- French: Dans le ventre du dragon
- Directed by: Yves Simoneau
- Written by: Marcel Beaulieu Pierre Revelin Yves Simoneau
- Produced by: Michel Gauthier
- Starring: David La Haye Rémy Girard Michel Côté Monique Mercure Marie Tifo
- Cinematography: Alain Dostie
- Edited by: André Corriveau
- Music by: Richard Grégoire
- Production companies: Les Films Lenox Les Productions Québec-Amérique
- Distributed by: Alliance Films
- Release date: February 14, 1989;
- Running time: 100 minutes
- Country: Canada
- Language: French
- Box office: C$1.16 million (Canada)

= In the Belly of the Dragon =

In the Belly of the Dragon (Dans le ventre du dragon) is a Canadian comedy science fiction film, directed by Yves Simoneau and released in 1989. The film stars David La Haye as Lou, an aimless slacker who is dissatisfied with his job distributing flyers around the city, and signs up to be a drug testing subject for two mysterious scientists (Monique Mercure and Marie Tifo); meanwhile, his delivery colleagues Steve (Rémy Girard) and Bozo (Michel Côté) must team up to find and rescue him before the medical experiments go horribly wrong.
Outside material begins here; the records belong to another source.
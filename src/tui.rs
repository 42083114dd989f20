//! Terminal User Interface management
//!
//! Handles terminal setup, teardown, and event polling.

use anyhow::Result;
use crossterm::{
    cursor,
    event::{self, Event, KeyEventKind},
    terminal::{self, EnterAlternateScreen, LeaveAlternateScreen},
};
use ratatui::{backend::CrosstermBackend, Terminal};
use std::{
    io::{self, Stdout},
    time::Duration,
};

/// Terminal wrapper owning raw mode and the alternate screen
pub struct Tui {
    terminal: Terminal<CrosstermBackend<Stdout>>,
    /// How long to wait for an event before redrawing anyway
    pub poll_timeout: Duration,
}

impl Tui {
    pub fn new() -> Result<Self> {
        let backend = CrosstermBackend::new(io::stdout());
        let terminal = Terminal::new(backend)?;
        Ok(Self {
            terminal,
            poll_timeout: Duration::from_millis(250),
        })
    }

    /// Enter the alternate screen and enable raw mode
    pub fn enter(&mut self) -> Result<()> {
        terminal::enable_raw_mode()?;
        crossterm::execute!(io::stdout(), EnterAlternateScreen, cursor::Hide)?;
        self.terminal.clear()?;

        // Leave the screen usable if a panic unwinds through the event loop
        let default_hook = std::panic::take_hook();
        std::panic::set_hook(Box::new(move |info| {
            let _ = restore();
            default_hook(info);
        }));
        Ok(())
    }

    /// Exit the alternate screen and disable raw mode
    ///
    /// Also called automatically on Drop.
    pub fn exit(&mut self) -> Result<()> {
        restore()
    }

    /// Poll for the next key press or resize
    ///
    /// Returns `None` when nothing arrived within the poll timeout.
    pub fn next_event(&self) -> Result<Option<Event>> {
        if !event::poll(self.poll_timeout)? {
            return Ok(None);
        }

        let event = event::read()?;
        // Filter out key release events (Windows compatibility)
        if let Event::Key(key) = &event {
            if key.kind != KeyEventKind::Press {
                return Ok(None);
            }
        }
        Ok(Some(event))
    }

    /// Draw to the terminal using the provided closure
    pub fn draw<F>(&mut self, f: F) -> Result<()>
    where
        F: FnOnce(&mut ratatui::Frame),
    {
        self.terminal.draw(f)?;
        Ok(())
    }
}

fn restore() -> Result<()> {
    terminal::disable_raw_mode()?;
    crossterm::execute!(io::stdout(), LeaveAlternateScreen, cursor::Show)?;
    Ok(())
}

impl Drop for Tui {
    fn drop(&mut self) {
        // Best effort cleanup on drop
        let _ = self.exit();
    }
}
The cast also includes Andrée Lachapelle, Pierre Curzi, Jean-Louis Millette, Roy Dupuis, Angèle Coutu, Suzanne Champagne and Pierrette Robitaille.

==Reception==
The film set what was at the time Quebec's all-time record for box office receipts in the first three days of release and was the third-highest-grossing film in Canada for the year with a gross of C$1.16 million.

Simoneau subsequently moved into English-language film and television production, and did not make another French-language film for the Quebec market until The Bait (L'Appât) in 2010.

==Award==
Paul Dion received a Genie Award nomination for Best Sound Editing at the 11th Genie Awards in 1990.